The records START

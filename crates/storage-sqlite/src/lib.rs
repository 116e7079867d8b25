//! SQLite storage implementation for Marginwatch.
//!
//! This crate provides all persistence for the monitor using Diesel ORM with
//! SQLite. It implements the repository traits defined in `marginwatch-core`:
//! - Database connection pooling and management
//! - Diesel migrations
//! - Repository implementations for position state, snapshots and goals
//! - A directory-backed remote for sync
//!
//! This crate is the only place in the application where Diesel dependencies exist.

pub mod db;
pub mod errors;
pub mod schema;
mod utils;

// Repository implementations
pub mod goals;
pub mod snapshots;
pub mod state;
pub mod sync;

// Re-export database utilities
pub use db::{
    create_pool, get_connection, init, run_migrations, spawn_writer, DbConnection, DbPool,
    WriteHandle,
};

// Re-export storage errors and conversion helpers
pub use errors::{IntoCore, StorageError};

pub use goals::GoalRepository;
pub use snapshots::SnapshotRepository;
pub use state::StateRepository;
pub use sync::DirectoryRemote;

// Re-export from marginwatch-core for convenience
pub use marginwatch_core::errors::{DatabaseError, Error, Result};
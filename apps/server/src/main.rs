use marginwatch_server::{
    api::app_router, build_state, config::Config, init_tracing,
    scheduler::start_snapshot_scheduler,
};

#[tokio::main]
async fn main() -> anyhow::Result<()> {
    let config = Config::from_env()?;
    init_tracing();
    let state = build_state(&config).await?;

    let scheduler = start_snapshot_scheduler(state.clone(), config.snapshot_check_interval);

    let router = app_router(state, &config);
    tracing::info!("Listening on {}", config.listen_addr);
    let listener = tokio::net::TcpListener::bind(config.listen_addr).await?;
    axum::serve(listener, router)
        .with_graceful_shutdown(shutdown_signal())
        .await?;

    scheduler.shutdown().await;
    Ok(())
}

async fn shutdown_signal() {
    if let Err(e) = tokio::signal::ctrl_c().await {
        tracing::error!("Failed to listen for shutdown signal: {}", e);
        std::future::pending::<()>().await;
    }
    tracing::info!("Shutdown signal received");
}
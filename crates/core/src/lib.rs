//! Marginwatch Core - positions, risk aggregation, snapshots and trends.
//!
//! This crate holds the domain logic and is database-agnostic: persistence,
//! price feeds, remote sync and advisors are traits implemented elsewhere
//! (the `storage-sqlite` crate and the server).

pub mod advisor;
pub mod constants;
pub mod errors;
pub mod exchange;
pub mod goals;
pub mod market_data;
pub mod positions;
pub mod risk;
pub mod settings;
pub mod snapshots;
pub mod sync;
pub mod trends;
pub mod utils;

#[cfg(test)]
mod test_support;

// Re-export error types
pub use errors::Error;
pub use errors::Result;
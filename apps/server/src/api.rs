use std::sync::Arc;

use crate::{config::Config, main_lib::AppState};
use axum::{http::HeaderValue, routing::get, Router};
use tower_http::{
    cors::{Any, CorsLayer},
    request_id::{MakeRequestUuid, PropagateRequestIdLayer, SetRequestIdLayer},
    timeout::TimeoutLayer,
    trace::TraceLayer,
};

pub mod advisor;
pub mod exchange;
pub mod goals;
pub mod market_data;
pub mod positions;
pub mod shared;
pub mod snapshots;
pub mod sync;
pub mod trends;

pub async fn healthz() -> &'static str {
    "ok"
}

pub fn app_router(state: Arc<AppState>, config: &Config) -> Router {
    let cors = if config.cors_allow.iter().any(|o| o == "*") {
        CorsLayer::new().allow_origin(Any)
    } else {
        let origins = config
            .cors_allow
            .iter()
            .filter_map(|o| match o.parse::<HeaderValue>() {
                Ok(origin) => Some(origin),
                Err(_) => {
                    tracing::warn!("Ignoring invalid CORS origin '{}'", o);
                    None
                }
            })
            .collect::<Vec<_>>();
        CorsLayer::new().allow_origin(origins)
    };

    let api = Router::new()
        .route("/healthz", get(healthz))
        .merge(positions::router())
        .merge(market_data::router())
        .merge(snapshots::router())
        .merge(trends::router())
        .merge(goals::router())
        .merge(exchange::router())
        .merge(sync::router())
        .merge(advisor::router());

    Router::new()
        .nest("/api/v1", api)
        .with_state(state)
        .layer(cors)
        .layer(SetRequestIdLayer::x_request_id(MakeRequestUuid))
        .layer(PropagateRequestIdLayer::x_request_id())
        .layer(TimeoutLayer::new(config.request_timeout))
        .layer(TraceLayer::new_for_http())
}
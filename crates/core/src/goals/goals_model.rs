//! Goals domain models.

use chrono::{DateTime, NaiveDate, Utc};
use rust_decimal::Decimal;
use serde::{Deserialize, Serialize};

/// A net-worth target
#[derive(Debug, Clone, Serialize, Deserialize, PartialEq)]
#[serde(rename_all = "camelCase")]
pub struct Goal {
    pub id: String,
    pub name: String,
    pub target_amount: Decimal,
    pub deadline: Option<NaiveDate>,
    pub created_at: DateTime<Utc>,
    pub achieved_at: Option<DateTime<Utc>>,
}

impl Goal {
    pub fn is_achieved(&self) -> bool {
        self.achieved_at.is_some()
    }
}

/// Input model for creating a new goal
#[derive(Serialize, Deserialize, Debug, Clone)]
#[serde(rename_all = "camelCase")]
pub struct NewGoal {
    pub id: Option<String>,
    pub name: String,
    pub target_amount: Decimal,
    pub deadline: Option<NaiveDate>,
}

#[derive(Debug, Clone, PartialEq, Serialize, Deserialize)]
#[serde(rename_all = "camelCase")]
pub struct GoalProgress {
    pub goal_id: String,
    pub current: Decimal,
    pub target: Decimal,
    /// 0..=100
    pub progress: Decimal,
    pub remaining: Decimal,
    pub achieved: bool,
}

/// Estimated time until a goal is reached at the observed daily growth rate.
#[derive(Debug, Clone, PartialEq, Serialize, Deserialize)]
#[serde(tag = "status", rename_all = "camelCase")]
pub enum GoalEta {
    Achieved,
    /// Growth is flat or negative, or there is nothing to compound from.
    Unreachable,
    #[serde(rename_all = "camelCase")]
    Days {
        days: u64,
        projected_date: NaiveDate,
        /// `None` when the goal has no deadline
        on_track: Option<bool>,
    },
}

impl GoalEta {
    /// Days to go; 0 once achieved, `None` if unreachable.
    pub fn days(&self) -> Option<u64> {
        match self {
            GoalEta::Achieved => Some(0),
            GoalEta::Unreachable => None,
            GoalEta::Days { days, .. } => Some(*days),
        }
    }
}

/// Progress and ETA for one goal, as reported over the API.
#[derive(Debug, Clone, PartialEq, Serialize, Deserialize)]
#[serde(rename_all = "camelCase")]
pub struct GoalOutlook {
    pub goal: Goal,
    pub progress: GoalProgress,
    pub eta: GoalEta,
}
use log::{error, info};
use std::fs;
use std::path::Path;
use std::sync::Arc;

use diesel::connection::{Connection, SimpleConnection};
use diesel::r2d2::{self, ConnectionManager, Pool, PooledConnection};
use diesel::sqlite::SqliteConnection;
use diesel_migrations::{embed_migrations, EmbeddedMigrations, MigrationHarness};

use crate::errors::StorageError;
use marginwatch_core::errors::{DatabaseError, Error, Result};

const MIGRATIONS: EmbeddedMigrations = embed_migrations!();

pub type DbPool = r2d2::Pool<ConnectionManager<SqliteConnection>>;
pub type DbConnection = PooledConnection<ConnectionManager<SqliteConnection>>;

pub mod write_actor;
pub use write_actor::{spawn_writer, WriteHandle};

/// Prepares the database file at `db_path` and returns the path.
pub fn init(db_path: &str) -> Result<String> {
    if let Some(db_dir) = Path::new(db_path).parent() {
        if !db_dir.as_os_str().is_empty() && !db_dir.exists() {
            fs::create_dir_all(db_dir)?;
        }
    }

    let mut conn = SqliteConnection::establish(db_path).map_err(StorageError::from)?;
    conn.batch_execute(
        "
            PRAGMA journal_mode = WAL;
            PRAGMA foreign_keys = ON;
            PRAGMA busy_timeout = 30000;
            PRAGMA synchronous  = NORMAL;
        ",
    )
    .map_err(StorageError::from)?;

    Ok(db_path.to_string())
}

pub fn create_pool(db_path: &str) -> Result<Arc<DbPool>> {
    let manager = ConnectionManager::<SqliteConnection>::new(db_path);
    let pool = r2d2::Pool::builder()
        .max_size(8)
        .min_idle(Some(1))
        .connection_timeout(std::time::Duration::from_secs(30))
        .connection_customizer(Box::new(ConnectionCustomizer))
        .build(manager)
        .map_err(|e| DatabaseError::PoolCreationFailed(e.to_string()))?;
    Ok(Arc::new(pool))
}

pub fn run_migrations(pool: &DbPool) -> Result<()> {
    info!("Running database migrations");
    let mut connection = get_connection(pool)?;

    let result = connection.run_pending_migrations(MIGRATIONS).map_err(|e| {
        error!("Database migration failed: {}", e);
        Error::Database(DatabaseError::MigrationFailed(e.to_string()))
    })?;

    if result.is_empty() {
        info!("No pending migrations to apply.");
    } else {
        info!("Applied the following migrations:");
        for migration_version in &result {
            info!("  - {}", migration_version);
        }
    }

    Ok(())
}

pub fn get_connection(pool: &Pool<ConnectionManager<SqliteConnection>>) -> Result<DbConnection> {
    pool.get().map_err(|e| StorageError::from(e).into())
}

#[derive(Debug)]
struct ConnectionCustomizer;

impl r2d2::CustomizeConnection<SqliteConnection, r2d2::Error> for ConnectionCustomizer {
    fn on_acquire(&self, conn: &mut SqliteConnection) -> std::result::Result<(), r2d2::Error> {
        conn.batch_execute(
            "
            PRAGMA foreign_keys = ON;
            PRAGMA busy_timeout = 30000;
            PRAGMA synchronous = NORMAL;
        ",
        )
        .map_err(r2d2::Error::QueryError)
    }
}
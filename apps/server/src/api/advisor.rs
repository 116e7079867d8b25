use std::sync::Arc;

use crate::main_lib::AppState;
use axum::{extract::State, routing::post, Json, Router};
use marginwatch_core::advisor::{Advice, AdvisoryRequest};
use serde::Deserialize;

#[derive(Debug, Default, Deserialize)]
#[serde(rename_all = "camelCase")]
struct AdviceRequestBody {
    question: Option<String>,
}

/// Always answers; advisor failures come back as the fallback text.
async fn get_advice(
    State(state): State<Arc<AppState>>,
    body: Option<Json<AdviceRequestBody>>,
) -> Json<Advice> {
    let question = body.and_then(|Json(b)| b.question);
    let request = AdvisoryRequest {
        analysis: state.position_service.analyze(),
        state: state.position_service.get_state(),
        question,
    };
    Json(state.advisory_service.advise(&request).await)
}

pub fn router() -> Router<Arc<AppState>> {
    Router::new().route("/advice", post(get_advice))
}
//! Background scheduler for periodic snapshot capture.
//!
//! A capture happens at most once per market date and only outside the
//! trading session; the check itself runs on a fixed interval.

use std::sync::Arc;
use tokio::task::JoinHandle;
use tokio::time::{interval, Duration, MissedTickBehavior};
use tracing::{debug, info, warn};

use crate::main_lib::AppState;

/// Owns the scheduler task. Dropping the handle cancels it.
pub struct SchedulerHandle {
    task: Option<JoinHandle<()>>,
}

impl SchedulerHandle {
    /// Stops the scheduler and waits for the task to wind down.
    pub async fn shutdown(mut self) {
        if let Some(task) = self.task.take() {
            task.abort();
            let _ = task.await;
            info!("Snapshot scheduler stopped");
        }
    }

    pub fn is_running(&self) -> bool {
        self.task.as_ref().is_some_and(|t| !t.is_finished())
    }
}

impl Drop for SchedulerHandle {
    fn drop(&mut self) {
        if let Some(task) = self.task.take() {
            task.abort();
        }
    }
}

/// Starts the periodic snapshot check. The first check runs immediately.
pub fn start_snapshot_scheduler(state: Arc<AppState>, every: Duration) -> SchedulerHandle {
    let task = tokio::spawn(async move {
        info!("Snapshot scheduler started ({}s interval)", every.as_secs());

        let mut ticker = interval(every);
        ticker.set_missed_tick_behavior(MissedTickBehavior::Delay);

        loop {
            ticker.tick().await;
            run_scheduled_capture(&state).await;
        }
    });
    SchedulerHandle { task: Some(task) }
}

/// Runs a single scheduled check.
async fn run_scheduled_capture(state: &Arc<AppState>) {
    let analysis = state.position_service.analyze();
    match state.snapshot_service.maybe_capture(&analysis).await {
        Ok(Some(snapshot)) => {
            info!(
                "Scheduled snapshot {} captured (net worth {})",
                snapshot.key, snapshot.net_worth
            );
            if let Err(e) = state
                .goal_service
                .mark_achievements(analysis.net_worth, chrono::Utc::now())
                .await
            {
                warn!("Goal achievement check failed: {}", e);
            }
        }
        Ok(None) => debug!("Scheduled snapshot skipped: outside window or already captured"),
        Err(e) => warn!("Scheduled snapshot failed: {}", e),
    }
}
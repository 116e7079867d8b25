use std::sync::Arc;

use crate::{api::shared::trigger_snapshot_capture, error::ApiResult, main_lib::AppState};
use axum::{extract::State, routing::post, Json, Router};
use marginwatch_core::market_data::PriceRefreshReport;

async fn refresh_prices(
    State(state): State<Arc<AppState>>,
) -> ApiResult<Json<PriceRefreshReport>> {
    let report = state.market_data_service.refresh_prices().await?;
    if report.has_failures() {
        tracing::warn!(
            "Price refresh kept {} stale value(s)",
            report.failed.len()
        );
    }
    if !report.updated.is_empty() {
        trigger_snapshot_capture(state);
    }
    Ok(Json(report))
}

async fn refresh_rates(State(state): State<Arc<AppState>>) -> ApiResult<Json<PriceRefreshReport>> {
    let report = state.market_data_service.refresh_rates().await?;
    if !report.updated.is_empty() {
        trigger_snapshot_capture(state);
    }
    Ok(Json(report))
}

pub fn router() -> Router<Arc<AppState>> {
    Router::new()
        .route("/market-data/refresh-prices", post(refresh_prices))
        .route("/market-data/refresh-rates", post(refresh_rates))
}
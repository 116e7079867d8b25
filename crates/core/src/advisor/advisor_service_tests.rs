//! Unit tests for the advisory service.

use super::*;
use crate::positions::{LocalEquityPosition, PositionState};
use crate::risk;
use async_trait::async_trait;
use rust_decimal::Decimal;
use rust_decimal_macros::dec;
use std::sync::Arc;

struct FailingAdvisor(AdvisoryError);

#[async_trait]
impl AdvisorTrait for FailingAdvisor {
    async fn advise(&self, _request: &AdvisoryRequest) -> Result<String, AdvisoryError> {
        Err(self.0.clone())
    }
}

struct CannedAdvisor(&'static str);

#[async_trait]
impl AdvisorTrait for CannedAdvisor {
    async fn advise(&self, _request: &AdvisoryRequest) -> Result<String, AdvisoryError> {
        Ok(self.0.to_string())
    }
}

fn request(state: PositionState, question: Option<&str>) -> AdvisoryRequest {
    AdvisoryRequest {
        analysis: risk::analyze(&state),
        state,
        question: question.map(str::to_string),
    }
}

fn stressed_state() -> PositionState {
    let mut state = PositionState::default();
    state.upsert_local_equity(LocalEquityPosition {
        id: "a".to_string(),
        symbol: "2330".to_string(),
        name: "TSMC".to_string(),
        cost_price: dec!(500),
        current_price: dec!(350),
        shares: dec!(1000),
        is_margin: true,
        pledge_rate: Decimal::ZERO,
        loan_amount: Decimal::ZERO,
    });
    state
}

#[tokio::test]
async fn test_unconfigured_service_returns_fallback() {
    let service = AdvisoryService::new(None);
    assert!(!service.is_configured());
    let advice = service.advise(&request(PositionState::default(), None)).await;
    assert_eq!(advice, Advice::fallback());
    assert_eq!(advice.text, FALLBACK_ADVICE);
}

#[tokio::test]
async fn test_advisor_errors_degrade_to_fallback() {
    for error in [
        AdvisoryError::Unauthenticated,
        AdvisoryError::Unavailable("503".to_string()),
    ] {
        let service = AdvisoryService::new(Some(Arc::new(FailingAdvisor(error))));
        let advice = service.advise(&request(PositionState::default(), None)).await;
        assert!(advice.fallback);
    }
}

#[tokio::test]
async fn test_blank_advice_is_treated_as_failure() {
    let service = AdvisoryService::new(Some(Arc::new(CannedAdvisor("   "))));
    assert!(service.advise(&request(PositionState::default(), None)).await.fallback);

    let service = AdvisoryService::new(Some(Arc::new(CannedAdvisor("Hold."))));
    let advice = service.advise(&request(PositionState::default(), None)).await;
    assert_eq!(advice.text, "Hold.");
    assert!(!advice.fallback);
}

#[tokio::test]
async fn test_digest_lists_alerts() {
    // 350000 market value against a 300000 loan: maintenance 116.67%
    let req = request(stressed_state(), Some("Should I add margin?"));
    assert!(!req.analysis.alerts.is_empty());

    let text = RiskDigestAdvisor.advise(&req).await.unwrap();
    assert!(text.contains("critical"));
    assert!(text.contains("Should I add margin?"));
}

#[tokio::test]
async fn test_digest_for_empty_portfolio() {
    let text = RiskDigestAdvisor
        .advise(&request(PositionState::default(), None))
        .await
        .unwrap();
    assert!(text.contains("No positions are near their margin limits."));
}
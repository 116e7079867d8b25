//! Export and import of all user data as a single JSON bundle.

mod exchange_model;
mod exchange_service;

pub use exchange_model::{ExportBundle, ImportSummary, EXPORT_FORMAT_VERSION};
pub use exchange_service::{export_bundle, parse_bundle, validate_bundle, ExchangeService};

#[cfg(test)]
mod exchange_service_tests;
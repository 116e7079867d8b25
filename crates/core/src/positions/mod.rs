//! Positions module - holdings, the versioned position store and its service.

mod positions_model;
mod positions_service;
mod positions_traits;

pub use positions_model::*;
pub use positions_service::PositionService;
pub use positions_traits::{PositionServiceTrait, StateMutation, StateRepositoryTrait};
use chrono::{Days, NaiveDate};
use log::warn;
use rust_decimal::prelude::ToPrimitive;
use rust_decimal::{Decimal, MathematicalOps, RoundingStrategy};

use super::goals_model::{Goal, GoalEta, GoalProgress};
use crate::constants::DECIMAL_PRECISION;
use crate::utils::decimal_utils::{div, mul, sub};

/// Progress toward `goal` at net worth `current`.
/// A non-positive target counts as achieved.
pub fn goal_progress(goal: &Goal, current: Decimal) -> GoalProgress {
    let target = goal.target_amount;
    let (progress, achieved) = if target <= Decimal::ZERO {
        (Decimal::ONE_HUNDRED, true)
    } else {
        // Truncate so an unmet target never displays as 100%
        let achieved = current >= target;
        let pct = div(current, target)
            .map_or(Decimal::ZERO, |ratio| mul(ratio, Decimal::ONE_HUNDRED))
            .round_dp_with_strategy(DECIMAL_PRECISION, RoundingStrategy::ToZero);
        let pct = if achieved {
            Decimal::ONE_HUNDRED
        } else {
            pct.clamp(Decimal::ZERO, Decimal::ONE_HUNDRED)
        };
        (pct, achieved)
    };

    GoalProgress {
        goal_id: goal.id.clone(),
        current,
        target,
        progress,
        remaining: sub(target, current).max(Decimal::ZERO),
        achieved,
    }
}

/// Days until `goal` is reached if net worth keeps compounding at
/// `daily_rate` percent per day, rounded up to whole days.
pub fn goal_eta(goal: &Goal, current: Decimal, daily_rate: Decimal, today: NaiveDate) -> GoalEta {
    if goal_progress(goal, current).achieved {
        return GoalEta::Achieved;
    }
    if daily_rate <= Decimal::ZERO || current <= Decimal::ZERO {
        return GoalEta::Unreachable;
    }

    let Some(growth) = div(daily_rate, Decimal::ONE_HUNDRED)
        .and_then(|rate| rate.checked_add(Decimal::ONE))
    else {
        return GoalEta::Unreachable;
    };
    let (Some(numerator), Some(denominator)) = (
        div(goal.target_amount, current).and_then(|ratio| ratio.checked_ln()),
        growth.checked_ln(),
    ) else {
        return GoalEta::Unreachable;
    };
    if denominator <= Decimal::ZERO {
        return GoalEta::Unreachable;
    }

    let Some(days) = div(numerator, denominator).and_then(|d| d.ceil().to_u64()) else {
        return GoalEta::Unreachable;
    };
    let Some(projected_date) = today.checked_add_days(Days::new(days)) else {
        warn!(
            "Goal '{}' projects {} days out, beyond the calendar range",
            goal.name, days
        );
        return GoalEta::Unreachable;
    };

    GoalEta::Days {
        days,
        projected_date,
        on_track: goal.deadline.map(|deadline| projected_date <= deadline),
    }
}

The records END

**How to complete this task:**
Exactly those lines that run from the start of the listing to the line containing "pub use sync::DirectoryRemote;" should be output, and no others.

**Result of this task:**
filename crates/storage-sqlite/src/lib.rs
repository 116e7079867d8b25
//! SQLite storage implementation for Marginwatch.
//!
//! This crate provides all persistence for the monitor using Diesel ORM with
//! SQLite. It implements the repository traits defined in `marginwatch-core`:
//! - Database connection pooling and management
//! - Diesel migrations
//! - Repository implementations for position state, snapshots and goals
//! - A directory-backed remote for sync
//!
//! This crate is the only place in the application where Diesel dependencies exist.

pub mod db;
pub mod errors;
pub mod schema;
mod utils;

// Repository implementations
pub mod goals;
pub mod snapshots;
pub mod state;
pub mod sync;

// Re-export database utilities
pub use db::{
    create_pool, get_connection, init, run_migrations, spawn_writer, DbConnection, DbPool,
    WriteHandle,
};

// Re-export storage errors and conversion helpers
pub use errors::{IntoCore, StorageError};

pub use goals::GoalRepository;
pub use snapshots::SnapshotRepository;
pub use state::StateRepository;
pub use sync::DirectoryRemote;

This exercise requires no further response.